GamesBeat: So we’re not going to find out the brother’s fate for quite a while now?

Horsley: Marie’s story, which becomes apparent as you find materials and work through the map with her — she separated from her family during the early days of the Nazi regime. She didn’t support their politics and she left her family. She has a keen regret about this, because she misses her brother and her parents, who live in Mittelburg, this little town.

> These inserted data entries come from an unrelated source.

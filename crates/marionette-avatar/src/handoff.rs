//! The hand-off state machine and its coordinator.

use crate::config::HandoffConfig;
use crate::error::HandoffError;
use crate::handshake::HandshakeClient;
use crate::playback::PlaybackCorrelator;
use crate::rendezvous::wait_for_participant;
use crate::room::RoomTransport;
use crate::router::{AttachedRoute, AudioOutputRouter, RouteMonitor};
use crate::session::AgentSession;
use crate::token::TokenIssuer;
use marionette_observe::{emit_or_warn, EventPayload, EventSink};
use marionette_types::{ConnectionInfo, HandoffState, MembershipEvent, ParticipantKind};
use std::sync::Arc;
use tokio::sync::broadcast::{self, error::RecvError};
use tokio::sync::watch;
use tokio_util::sync::CancellationToken;
use tracing::{error, info, warn};

/// Reason recorded in `JOB_TERMINATED` when a session ends normally.
pub const REASON_SESSION_ENDED: &str = "session_ended";

/// Observable progress of one hand-off job.
#[derive(Debug, Clone)]
pub struct HandoffTracker {
    tx: Arc<watch::Sender<HandoffState>>,
}

impl Default for HandoffTracker {
    fn default() -> Self {
        Self::new()
    }
}

impl HandoffTracker {
    pub fn new() -> Self {
        let (tx, _) = watch::channel(HandoffState::Init);
        Self { tx: Arc::new(tx) }
    }

    pub fn state(&self) -> HandoffState {
        *self.tx.borrow()
    }

    pub fn subscribe(&self) -> watch::Receiver<HandoffState> {
        self.tx.subscribe()
    }

    /// Moves to `next` if that is a legal transition. Returns whether the
    /// state changed.
    pub fn advance(&self, next: HandoffState) -> bool {
        self.tx.send_if_modified(|state| {
            if state.can_advance_to(next) {
                *state = next;
                true
            } else {
                false
            }
        })
    }
}

/// Runs the hand-off for one session.
pub struct HandoffCoordinator {
    config: HandoffConfig,
    issuer: TokenIssuer,
    handshake: HandshakeClient,
    events: Arc<dyn EventSink>,
}

impl HandoffCoordinator {
    pub fn new(
        config: HandoffConfig,
        issuer: TokenIssuer,
        handshake: HandshakeClient,
        events: Arc<dyn EventSink>,
    ) -> Self {
        Self {
            config,
            issuer,
            handshake,
            events,
        }
    }

    /// Hands the session's audio over to an avatar worker.
    ///
    /// On success the tracker is `RUNNING` and the session's audio goes to
    /// the avatar. On failure the tracker is `TERMINATED`, `JOB_TERMINATED`
    /// has been emitted, and a setup-phase failure leaves the session on its
    /// room sink with nothing published.
    ///
    /// # Errors
    ///
    /// Any `HandoffError` from the individual steps, or `Cancelled` if
    /// `cancel` fires first.
    pub async fn establish(
        &self,
        session: &mut AgentSession,
        tracker: &HandoffTracker,
        cancel: &CancellationToken,
    ) -> Result<AvatarLink, HandoffError> {
        let room = session.room().clone();
        match self.run(session, &room, tracker, cancel).await {
            Ok(link) => Ok(link),
            Err(e) => {
                let failed_in = tracker.state();
                tracker.advance(HandoffState::Terminated);
                error!(
                    room = %room.room_name(),
                    state = %failed_in,
                    kind = e.kind(),
                    "avatar hand-off failed: {}",
                    e
                );
                emit_or_warn(
                    self.events.as_ref(),
                    room.room_name(),
                    &EventPayload::JobTerminated {
                        reason: e.to_string(),
                    },
                );
                Err(e)
            }
        }
    }

    async fn run(
        &self,
        session: &mut AgentSession,
        room: &Arc<dyn RoomTransport>,
        tracker: &HandoffTracker,
        cancel: &CancellationToken,
    ) -> Result<AvatarLink, HandoffError> {
        if cancel.is_cancelled() {
            return Err(HandoffError::Cancelled);
        }
        let room_name = room.room_name().to_string();
        let avatar_identity = self.config.avatar_identity.as_str();

        let credential = self.issuer.issue_avatar_token(
            &room_name,
            room.local_identity(),
            avatar_identity,
            self.config.token_ttl,
        )?;
        let expires_at = credential.expires_at();
        self.step(
            tracker,
            &room_name,
            HandoffState::TokenIssued,
            EventPayload::TokenIssued {
                avatar_identity: avatar_identity.to_string(),
                room_name: room_name.clone(),
                expires_at,
            },
        );

        let info = ConnectionInfo::new(&room_name, room.server_url(), credential.into_token());
        tokio::select! {
            biased;
            () = cancel.cancelled() => return Err(HandoffError::Cancelled),
            result = self.handshake.announce(
                &self.config.dispatcher_url,
                &info,
                self.config.handshake_timeout,
            ) => result?,
        }
        drop(info);
        self.step(
            tracker,
            &room_name,
            HandoffState::HandshakeSent,
            EventPayload::HandshakeSent {
                dispatcher_url: self.config.dispatcher_url.clone(),
            },
        );

        let avatar = wait_for_participant(
            room.as_ref(),
            avatar_identity,
            ParticipantKind::Agent,
            self.config.rendezvous_timeout,
            cancel,
        )
        .await?;
        self.step(
            tracker,
            &room_name,
            HandoffState::AvatarJoined,
            EventPayload::AvatarJoined {
                avatar_identity: avatar.identity.clone(),
            },
        );

        // Subscribed before routing so a departure right after attach is seen.
        let membership = room.subscribe_membership();
        let router = AudioOutputRouter::new(self.config.on_disconnect, self.events.clone());
        let AttachedRoute { monitor, playback } = router.attach(session, &avatar.identity)?;
        self.step(
            tracker,
            &room_name,
            HandoffState::AudioRouted,
            EventPayload::AudioRouted {
                destination_identity: avatar.identity.clone(),
            },
        );

        let correlator = PlaybackCorrelator::spawn(
            playback,
            avatar.identity.clone(),
            room_name.clone(),
            self.events.clone(),
        );
        tracker.advance(HandoffState::Running);
        info!(room = %room_name, avatar = %avatar.identity, "avatar hand-off complete");

        Ok(AvatarLink {
            room: room.clone(),
            room_name,
            tracker: tracker.clone(),
            monitor,
            membership,
            correlator,
            events: self.events.clone(),
        })
    }

    fn step(
        &self,
        tracker: &HandoffTracker,
        room_name: &str,
        next: HandoffState,
        payload: EventPayload,
    ) {
        tracker.advance(next);
        info!(room = room_name, state = %next, "hand-off advanced");
        emit_or_warn(self.events.as_ref(), room_name, &payload);
    }
}

/// A running hand-off: the routed destination, its playback correlator, and
/// the membership subscription used to notice the avatar leaving.
pub struct AvatarLink {
    room: Arc<dyn RoomTransport>,
    room_name: String,
    tracker: HandoffTracker,
    monitor: RouteMonitor,
    membership: broadcast::Receiver<MembershipEvent>,
    correlator: PlaybackCorrelator,
    events: Arc<dyn EventSink>,
}

impl std::fmt::Debug for AvatarLink {
    fn fmt(&self, f: &mut std::fmt::Formatter<'_>) -> std::fmt::Result {
        f.debug_struct("AvatarLink")
            .field("room_name", &self.room_name)
            .field("state", &self.tracker.state())
            .field("monitor", &self.monitor)
            .finish()
    }
}

impl AvatarLink {
    pub fn avatar_identity(&self) -> &str {
        self.monitor.destination()
    }

    pub fn correlator(&self) -> &PlaybackCorrelator {
        &self.correlator
    }

    /// Keeps the session running until `session_end` fires or the avatar is
    /// lost under the end-session policy.
    ///
    /// Always leaves the tracker `TERMINATED` and the correlator stopped.
    ///
    /// # Errors
    ///
    /// Returns `HandoffError::Router` if the avatar left and the policy is
    /// [`RouterFailurePolicy::EndSession`](crate::RouterFailurePolicy::EndSession).
    pub async fn supervise(mut self, session_end: &CancellationToken) -> Result<(), HandoffError> {
        let result = self.watch_membership(session_end).await;

        self.correlator.stop();
        self.tracker.advance(HandoffState::Terminated);
        let reason = match &result {
            Ok(()) => REASON_SESSION_ENDED.to_string(),
            Err(e) => e.to_string(),
        };
        info!(room = %self.room_name, reason = %reason, "hand-off session terminated");
        emit_or_warn(
            self.events.as_ref(),
            &self.room_name,
            &EventPayload::JobTerminated { reason },
        );
        result
    }

    async fn watch_membership(&mut self, session_end: &CancellationToken) -> Result<(), HandoffError> {
        loop {
            let received = tokio::select! {
                biased;
                () = session_end.cancelled() => return Ok(()),
                received = self.membership.recv() => received,
            };

            match received {
                Ok(MembershipEvent::Left(p)) if p.identity == self.monitor.destination() => {
                    self.monitor.report_unavailable("avatar left the room")?;
                }
                Ok(_) => {}
                Err(RecvError::Lagged(skipped)) => {
                    warn!(room = %self.room_name, skipped, "membership stream lagged");
                    let present = self
                        .room
                        .participants()
                        .iter()
                        .any(|p| p.identity == self.monitor.destination());
                    if !present {
                        self.monitor.report_unavailable("avatar left the room")?;
                    }
                }
                Err(RecvError::Closed) => return Ok(()),
            }
        }
    }
}
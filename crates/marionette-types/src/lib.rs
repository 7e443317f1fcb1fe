//! Shared types for the Marionette avatar hand-off.
//!
//! This crate provides the value types exchanged between the hand-off
//! core, the room transport and the worker host: participant references
//! and membership notifications, the dispatcher connection payload, audio
//! frames and the routed stream protocol, playback notifications, and the
//! hand-off state machine.
//!
//! Nothing here performs I/O. Every value is created once per job, owned by
//! the routine that created it, and never mutated after construction.

pub mod connection;
pub mod media;

pub use connection::ConnectionInfo;
pub use media::{AudioFrame, AvatarStreamMessage, PlaybackFinishedEvent, PlaybackNotice};

use serde::{Deserialize, Serialize};

/// Participant attribute naming the agent an avatar publishes on behalf of.
///
/// Downstream consumers use it to attribute the avatar's speech to the
/// correct agent.
pub const ATTRIBUTE_PUBLISH_ON_BEHALF: &str = "lk.publish_on_behalf";

/// Kind (role) of a room participant.
#[derive(Debug, Clone, Copy, PartialEq, Eq, Hash, Serialize, Deserialize)]
#[serde(rename_all = "SCREAMING_SNAKE_CASE")]
pub enum ParticipantKind {
    /// A regular end-user participant.
    Human,
    /// An automated agent (voice agents, avatar workers).
    Agent,
    /// Media ingested from an external source.
    Ingress,
    /// A recorder or other egress participant.
    Egress,
    /// A telephony participant.
    Sip,
}

impl ParticipantKind {
    /// Returns the string label for this kind.
    pub fn label(self) -> &'static str {
        match self {
            Self::Human => "HUMAN",
            Self::Agent => "AGENT",
            Self::Ingress => "INGRESS",
            Self::Egress => "EGRESS",
            Self::Sip => "SIP",
        }
    }
}

impl std::fmt::Display for ParticipantKind {
    fn fmt(&self, f: &mut std::fmt::Formatter<'_>) -> std::fmt::Result {
        f.write_str(self.label())
    }
}

impl std::str::FromStr for ParticipantKind {
    type Err = ParseParticipantKindError;

    /// Accepts both our labels and the LiveKit protocol names
    /// (`STANDARD` is a human participant).
    fn from_str(s: &str) -> Result<Self, Self::Err> {
        match s.to_ascii_uppercase().as_str() {
            "HUMAN" | "STANDARD" => Ok(Self::Human),
            "AGENT" => Ok(Self::Agent),
            "INGRESS" => Ok(Self::Ingress),
            "EGRESS" => Ok(Self::Egress),
            "SIP" => Ok(Self::Sip),
            _ => Err(ParseParticipantKindError(s.to_string())),
        }
    }
}

/// Error returned when parsing an unknown participant kind string.
#[derive(Debug, Clone)]
pub struct ParseParticipantKindError(pub String);

impl std::fmt::Display for ParseParticipantKindError {
    fn fmt(&self, f: &mut std::fmt::Formatter<'_>) -> std::fmt::Result {
        write!(f, "unknown participant kind: {}", self.0)
    }
}

impl std::error::Error for ParseParticipantKindError {}

/// A participant as seen by the room: who we wait for, and who joined.
#[derive(Debug, Clone, PartialEq, Eq, Hash, Serialize, Deserialize)]
pub struct ParticipantRef {
    pub identity: String,
    pub kind: ParticipantKind,
}

impl ParticipantRef {
    pub fn new(identity: impl Into<String>, kind: ParticipantKind) -> Self {
        Self {
            identity: identity.into(),
            kind,
        }
    }

    /// Returns `true` if this participant has the given identity and kind.
    pub fn matches(&self, identity: &str, kind: ParticipantKind) -> bool {
        self.identity == identity && self.kind == kind
    }
}

/// Room membership notification produced by the room transport.
#[derive(Debug, Clone, PartialEq, Eq, Serialize, Deserialize)]
#[serde(tag = "event", rename_all = "snake_case")]
pub enum MembershipEvent {
    Joined(ParticipantRef),
    Left(ParticipantRef),
}

/// States of the avatar hand-off.
///
/// The hand-off only moves forward through
/// `Init → TokenIssued → HandshakeSent → AvatarJoined → AudioRouted → Running`,
/// and may jump to `Terminated` from any non-terminal state.
#[derive(Debug, Clone, Copy, PartialEq, Eq, PartialOrd, Ord, Hash, Serialize, Deserialize)]
#[serde(rename_all = "SCREAMING_SNAKE_CASE")]
pub enum HandoffState {
    Init,
    TokenIssued,
    HandshakeSent,
    AvatarJoined,
    AudioRouted,
    Running,
    Terminated,
}

impl HandoffState {
    /// Returns the canonical label for this state.
    pub fn as_str(self) -> &'static str {
        match self {
            Self::Init => "INIT",
            Self::TokenIssued => "TOKEN_ISSUED",
            Self::HandshakeSent => "HANDSHAKE_SENT",
            Self::AvatarJoined => "AVATAR_JOINED",
            Self::AudioRouted => "AUDIO_ROUTED",
            Self::Running => "RUNNING",
            Self::Terminated => "TERMINATED",
        }
    }

    /// The state that follows this one on the success path.
    pub fn successor(self) -> Option<Self> {
        match self {
            Self::Init => Some(Self::TokenIssued),
            Self::TokenIssued => Some(Self::HandshakeSent),
            Self::HandshakeSent => Some(Self::AvatarJoined),
            Self::AvatarJoined => Some(Self::AudioRouted),
            Self::AudioRouted => Some(Self::Running),
            Self::Running => Some(Self::Terminated),
            Self::Terminated => None,
        }
    }

    /// Returns `true` if moving from `self` to `next` is a legal transition.
    pub fn can_advance_to(self, next: Self) -> bool {
        if self == Self::Terminated {
            return false;
        }
        next == Self::Terminated || self.successor() == Some(next)
    }

    pub fn is_terminal(self) -> bool {
        self == Self::Terminated
    }
}

impl std::fmt::Display for HandoffState {
    fn fmt(&self, f: &mut std::fmt::Formatter<'_>) -> std::fmt::Result {
        f.write_str(self.as_str())
    }
}

#[cfg(test)]
mod tests {
    use super::*;

    #[test]
    fn participant_kind_parses_livekit_names() {
        assert_eq!("STANDARD".parse::<ParticipantKind>().unwrap(), ParticipantKind::Human);
        assert_eq!("agent".parse::<ParticipantKind>().unwrap(), ParticipantKind::Agent);
        assert!("ROBOT".parse::<ParticipantKind>().is_err());
    }

    #[test]
    fn participant_ref_matches_identity_and_kind() {
        let p = ParticipantRef::new("avatar_worker", ParticipantKind::Agent);
        assert!(p.matches("avatar_worker", ParticipantKind::Agent));
        assert!(!p.matches("avatar_worker", ParticipantKind::Human));
        assert!(!p.matches("someone-else", ParticipantKind::Agent));
    }

    #[test]
    fn membership_event_serializes_with_tag() {
        let ev = MembershipEvent::Joined(ParticipantRef::new("a", ParticipantKind::Agent));
        let value = serde_json::to_value(&ev).unwrap();
        assert_eq!(value["event"], "joined");
        assert_eq!(value["identity"], "a");
        assert_eq!(value["kind"], "AGENT");
    }

    #[test]
    fn handoff_state_advances_only_forward() {
        use HandoffState::*;
        assert!(Init.can_advance_to(TokenIssued));
        assert!(!Init.can_advance_to(HandshakeSent));
        assert!(!AvatarJoined.can_advance_to(HandshakeSent));
        assert!(AudioRouted.can_advance_to(Running));
        assert!(HandshakeSent.can_advance_to(Terminated));
        assert!(!Terminated.can_advance_to(Terminated));
        assert!(!Terminated.can_advance_to(Init));
    }
}
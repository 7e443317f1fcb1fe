//! Audio frames, the routed stream protocol, and playback notifications.

use serde::{Deserialize, Deserializer, Serialize, Serializer};
use std::time::Duration;

/// One chunk of synthesized PCM audio (s16le, interleaved).
#[derive(Debug, Clone, PartialEq, Eq, Serialize, Deserialize)]
pub struct AudioFrame {
    pub sample_rate: u32,
    pub num_channels: u16,
    pub samples: Vec<i16>,
}

impl AudioFrame {
    pub fn new(sample_rate: u32, num_channels: u16, samples: Vec<i16>) -> Self {
        Self {
            sample_rate,
            num_channels,
            samples,
        }
    }
}

/// A message on the private channel from the agent to its avatar worker.
///
/// Frames, segment ends and interruptions share one sequence counter so the
/// avatar observes a single ordered stream.
#[derive(Debug, Clone, PartialEq, Eq, Serialize, Deserialize)]
#[serde(tag = "type", rename_all = "snake_case")]
pub enum AvatarStreamMessage {
    /// One audio frame.
    Frame { seq: u64, frame: AudioFrame },
    /// The current segment is complete; the avatar reports playback when done.
    EndOfSegment { seq: u64 },
    /// The agent was interrupted; buffered audio should be dropped.
    ClearBuffer { seq: u64 },
}

impl AvatarStreamMessage {
    pub fn seq(&self) -> u64 {
        match self {
            Self::Frame { seq, .. } | Self::EndOfSegment { seq } | Self::ClearBuffer { seq } => {
                *seq
            }
        }
    }
}

/// Emitted once per audio segment when the avatar finishes playing it.
#[derive(Debug, Clone, Copy, PartialEq, Serialize, Deserialize)]
pub struct PlaybackFinishedEvent {
    /// How far into the segment playback got.
    #[serde(
        rename = "playback_position",
        serialize_with = "serialize_secs",
        deserialize_with = "deserialize_secs"
    )]
    pub position: Duration,
    /// Whether playback stopped early because of an interruption.
    pub interrupted: bool,
}

impl PlaybackFinishedEvent {
    pub fn new(position: Duration, interrupted: bool) -> Self {
        Self {
            position,
            interrupted,
        }
    }
}

/// A playback notification as received from the room, tagged with its sender.
#[derive(Debug, Clone, PartialEq)]
pub struct PlaybackNotice {
    pub sender_identity: String,
    pub event: PlaybackFinishedEvent,
}

fn serialize_secs<S: Serializer>(d: &Duration, s: S) -> Result<S::Ok, S::Error> {
    s.serialize_f64(d.as_secs_f64())
}

fn deserialize_secs<'de, D: Deserializer<'de>>(d: D) -> Result<Duration, D::Error> {
    let secs = f64::deserialize(d)?;
    Duration::try_from_secs_f64(secs).map_err(serde::de::Error::custom)
}
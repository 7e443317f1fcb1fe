//! The agent session's audio output.

use crate::error::RouterError;
use crate::room::{RoomTransport, TransportError};
use marionette_types::AudioFrame;
use std::sync::Arc;

/// Where session audio currently goes.
#[derive(Debug, Clone, PartialEq, Eq)]
pub enum AudioDestination {
    /// The room-wide publish path.
    Room,
    /// A private channel to one participant.
    Participant(String),
}

/// A destination for synthesized audio.
pub trait AudioSink: Send {
    fn capture_frame(&mut self, frame: AudioFrame) -> Result<(), RouterError>;

    /// Marks the end of the current segment.
    fn flush(&mut self) -> Result<(), RouterError>;

    /// Discards the current segment after an interruption.
    fn clear_buffer(&mut self) -> Result<(), RouterError>;

    fn destination(&self) -> AudioDestination;

    fn is_degraded(&self) -> bool {
        false
    }
}

/// Default sink: publishes on the room-wide audio track.
pub struct RoomAudioSink {
    room: Arc<dyn RoomTransport>,
}

impl RoomAudioSink {
    pub fn new(room: Arc<dyn RoomTransport>) -> Self {
        Self { room }
    }
}

impl AudioSink for RoomAudioSink {
    fn capture_frame(&mut self, frame: AudioFrame) -> Result<(), RouterError> {
        self.room.publish_audio(&frame).map_err(|e| match e {
            TransportError::Closed => RouterError::RoomClosed,
            TransportError::ParticipantUnavailable(identity)
            | TransportError::Backpressure(identity) => {
                RouterError::DestinationUnavailable(identity)
            }
        })
    }

    fn flush(&mut self) -> Result<(), RouterError> {
        Ok(())
    }

    fn clear_buffer(&mut self) -> Result<(), RouterError> {
        Ok(())
    }

    fn destination(&self) -> AudioDestination {
        AudioDestination::Room
    }
}

/// A conversational session as seen by the hand-off.
///
/// The speech pipeline pushes synthesized audio through the session; the
/// session owns exactly one sink at a time, so swapping it requires
/// exclusive access and no frame can reach two paths.
pub struct AgentSession {
    room: Arc<dyn RoomTransport>,
    sink: Box<dyn AudioSink>,
}

impl AgentSession {
    /// Creates a session publishing audio on the room-wide path.
    pub fn new(room: Arc<dyn RoomTransport>) -> Self {
        let sink = Box::new(RoomAudioSink::new(room.clone()));
        Self { room, sink }
    }

    pub fn room(&self) -> &Arc<dyn RoomTransport> {
        &self.room
    }

    pub fn capture_frame(&mut self, frame: AudioFrame) -> Result<(), RouterError> {
        self.sink.capture_frame(frame)
    }

    pub fn flush(&mut self) -> Result<(), RouterError> {
        self.sink.flush()
    }

    pub fn clear_buffer(&mut self) -> Result<(), RouterError> {
        self.sink.clear_buffer()
    }

    pub fn audio_destination(&self) -> AudioDestination {
        self.sink.destination()
    }

    /// `true` once a routed destination failed under the degrade policy.
    pub fn is_degraded(&self) -> bool {
        self.sink.is_degraded()
    }

    /// Replaces the audio sink, returning the previous one.
    pub fn replace_sink(&mut self, sink: Box<dyn AudioSink>) -> Box<dyn AudioSink> {
        std::mem::replace(&mut self.sink, sink)
    }
}

impl std::fmt::Debug for AgentSession {
    fn fmt(&self, f: &mut std::fmt::Formatter<'_>) -> std::fmt::Result {
        f.debug_struct("AgentSession")
            .field("room", &self.room.room_name())
            .field("destination", &self.sink.destination())
            .finish()
    }
}

#[cfg(test)]
mod tests {
    use super::*;
    use crate::room::LocalRoom;

    #[tokio::test]
    async fn default_sink_publishes_to_room() {
        let room = Arc::new(LocalRoom::new("demo", "ws://localhost:7880", "agent-1"));
        let mut room_audio = room.subscribe_room_audio();
        let mut session = AgentSession::new(room.clone());

        assert_eq!(session.audio_destination(), AudioDestination::Room);
        let frame = AudioFrame::new(24_000, 1, vec![1, 2, 3]);
        session.capture_frame(frame.clone()).unwrap();
        session.flush().unwrap();

        assert_eq!(room_audio.recv().await.unwrap(), frame);
        assert!(!session.is_degraded());
    }

    #[test]
    fn closed_room_surfaces_router_error() {
        let room = Arc::new(LocalRoom::new("demo", "ws://localhost:7880", "agent-1"));
        let mut session = AgentSession::new(room.clone());
        room.close();

        let err = session
            .capture_frame(AudioFrame::new(24_000, 1, vec![0]))
            .unwrap_err();
        assert_eq!(err, RouterError::RoomClosed);
    }
}
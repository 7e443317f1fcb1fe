//! Unit tests for the observability event log.

use crate::event::{EventDomain, EventPayload};
use crate::store::{EventFilter, EventLog, EventSink};

fn playback(position: f64, interrupted: bool) -> EventPayload {
    EventPayload::PlaybackFinished {
        playback_position: position,
        interrupted,
    }
}

// ── emit_event tests ─────────────────────────────────────────────────

#[test]
fn emit_event_records_domain_and_type() {
    let log = EventLog::new();

    let event = log
        .emit_event(
            "demo",
            &EventPayload::AudioRouted {
                destination_identity: "avatar_worker".to_string(),
            },
        )
        .expect("emit should succeed");

    assert_eq!(event.seq, 1);
    assert_eq!(event.domain, EventDomain::Routing);
    assert_eq!(event.event_type, "AUDIO_ROUTED");
    assert_eq!(event.entity_id, "demo");
    assert_eq!(log.len(), 1);
}

#[test]
fn payload_serializes_with_event_tag() {
    let value = serde_json::to_value(playback(3.2, true)).unwrap();
    assert_eq!(value["event"], "PLAYBACK_FINISHED");
    assert_eq!(value["playback_position"], 3.2);
    assert_eq!(value["interrupted"], true);
}

// ── Sequence number tests ────────────────────────────────────────────

#[test]
fn next_seq_starts_at_one_and_increments() {
    let log = EventLog::new();
    assert_eq!(log.next_seq(), 1);

    log.emit_event("demo", &playback(1.0, false)).unwrap();
    log.emit_event("demo", &playback(2.0, false)).unwrap();

    assert_eq!(log.next_seq(), 3);
    let seqs: Vec<u64> = log
        .query_events(&EventFilter::default())
        .unwrap()
        .iter()
        .map(|e| e.seq)
        .collect();
    assert_eq!(seqs, vec![1, 2]);
}

#[test]
fn capacity_drops_oldest_events() {
    let log = EventLog::with_capacity(2);
    for i in 0..3 {
        log.emit_event("demo", &playback(f64::from(i), false)).unwrap();
    }

    let events = log.query_events(&EventFilter::default()).unwrap();
    assert_eq!(events.len(), 2);
    assert_eq!(events[0].seq, 2);
    assert_eq!(events[1].seq, 3);
}

// ── query_events tests ───────────────────────────────────────────────

#[test]
fn query_filters_by_domain_type_and_room() {
    let log = EventLog::new();
    log.emit_event(
        "room-a",
        &EventPayload::AvatarJoined {
            avatar_identity: "avatar_worker".to_string(),
        },
    )
    .unwrap();
    log.emit_event("room-a", &playback(1.5, false)).unwrap();
    log.emit_event("room-b", &playback(0.5, true)).unwrap();

    let by_domain = log
        .query_events(&EventFilter {
            domain: Some(EventDomain::Playback),
            ..Default::default()
        })
        .unwrap();
    assert_eq!(by_domain.len(), 2);

    let by_room = log
        .query_events(&EventFilter {
            entity_id: Some("room-a".to_string()),
            ..Default::default()
        })
        .unwrap();
    assert_eq!(by_room.len(), 2);

    let by_type = log
        .query_events(&EventFilter {
            event_type: Some("AVATAR_JOINED".to_string()),
            ..Default::default()
        })
        .unwrap();
    assert_eq!(by_type.len(), 1);
    assert_eq!(by_type[0].entity_id, "room-a");
}

#[test]
fn query_respects_limit() {
    let log = EventLog::new();
    for _ in 0..5 {
        log.emit_event("demo", &playback(1.0, false)).unwrap();
    }
    let events = log
        .query_events(&EventFilter {
            limit: Some(3),
            ..Default::default()
        })
        .unwrap();
    assert_eq!(events.len(), 3);
    assert_eq!(events[2].seq, 3);
}

#[test]
fn domain_round_trips_through_str() {
    for domain in [EventDomain::Handoff, EventDomain::Routing, EventDomain::Playback] {
        assert_eq!(domain.as_str().parse::<EventDomain>().unwrap(), domain);
    }
    assert!("IDENTITY".parse::<EventDomain>().is_err());
}

// ── Sink tests ───────────────────────────────────────────────────────

#[tokio::test]
async fn subscribers_receive_new_events() {
    let log = EventLog::new();
    let mut rx = log.subscribe();

    log.emit_event(
        "demo",
        &EventPayload::JobTerminated {
            reason: "session_ended".to_string(),
        },
    )
    .unwrap();

    let received = rx.recv().await.expect("should receive event");
    assert_eq!(received.event_type, "JOB_TERMINATED");
}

Klaus, her brother, he embraced the Nazis and was, from his perspective, a patriot. But it turns out that Klaus developed a deep remorse about his involvement with Doctor Stroud, who started to create the zombies, and found out what they were really about. He writes a letter to Marie and says, “Look, I’m sorry. I made a mistake. I’m going to try to sabotage this. I hope you forgive me.” You learn about this in some of the recordings. Marie, in the intro, says, “Look, we’re here to rescue my brother.” The other three are saying, “Uh, what the hell?” So there’s that conflict to start.

Anyway, the finale has a lot to do with her brother and what the Nazis did to him and how she hopes to rescue him. It’s a horror game. Things don’t always go well. But that’s all built into the game, that story. We talked about character motivations and why things are a certain way in the levels. If you talk to the art director or the creative director, they have the whole thing. The whole world makes sense. It’s consistent within itself. It’s why we have all these diesel generators, why the zombies are all bolted together, why the guns are a certain why, how the energies from the zombies unlocks these boxes.

Above: Shovels are useful in Nazi Zombies.

Image Credit: Dean Takahashi/Activision

GamesBeat: Do you feel like the team gets more creative leeway because you don’t have to adhere to as much history?

Horsley: For Call of Duty, and certainly for this version, the Zombies mode was a way for us to let our hair down and have a little party. We’re over here on the other side of history versus fiction. The single-player guys, those battles happened. Those places existed. There’s a weight to something like Normandy, what happened to real people in real lives. They feel a responsibility to that and treat it very seriously.

We’re on the Zombies side. We can create an experience for players that’s not real. We took some liberties accordingly, in service of entertainment. We’ll change the pace up for players.

Call of Duty: WWII is available on November 3 for the PC, Xbox One, and Playstation 4. The publisher provided GamesBeat with a copy of PS4 edition of the game for this review, and I attended a review event.